▶ WHAT THE TASK REQUIRES: Please set down the entries below once more, exactly.

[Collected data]

Content starts

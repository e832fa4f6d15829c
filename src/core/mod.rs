//! Core runtime infrastructure.
//!
//! - [`config`] - Configuration parsing and validation
//! - [`runtime`] - Component lifecycle
//! - [`error`] - Gateway error taxonomy and wire mapping

pub mod config;
pub mod error;
pub mod runtime;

Content ends

▶ RESPONSE TO THE TASK:
repository e832fa4f6d15829c
filename src/core/mod.rs
//! Core runtime infrastructure.
//!
//! - [`config`] - Configuration parsing and validation
//! - [`runtime`] - Component lifecycle
//! - [`error`] - Gateway error taxonomy and wire mapping

pub mod config;
pub mod error;
pub mod runtime;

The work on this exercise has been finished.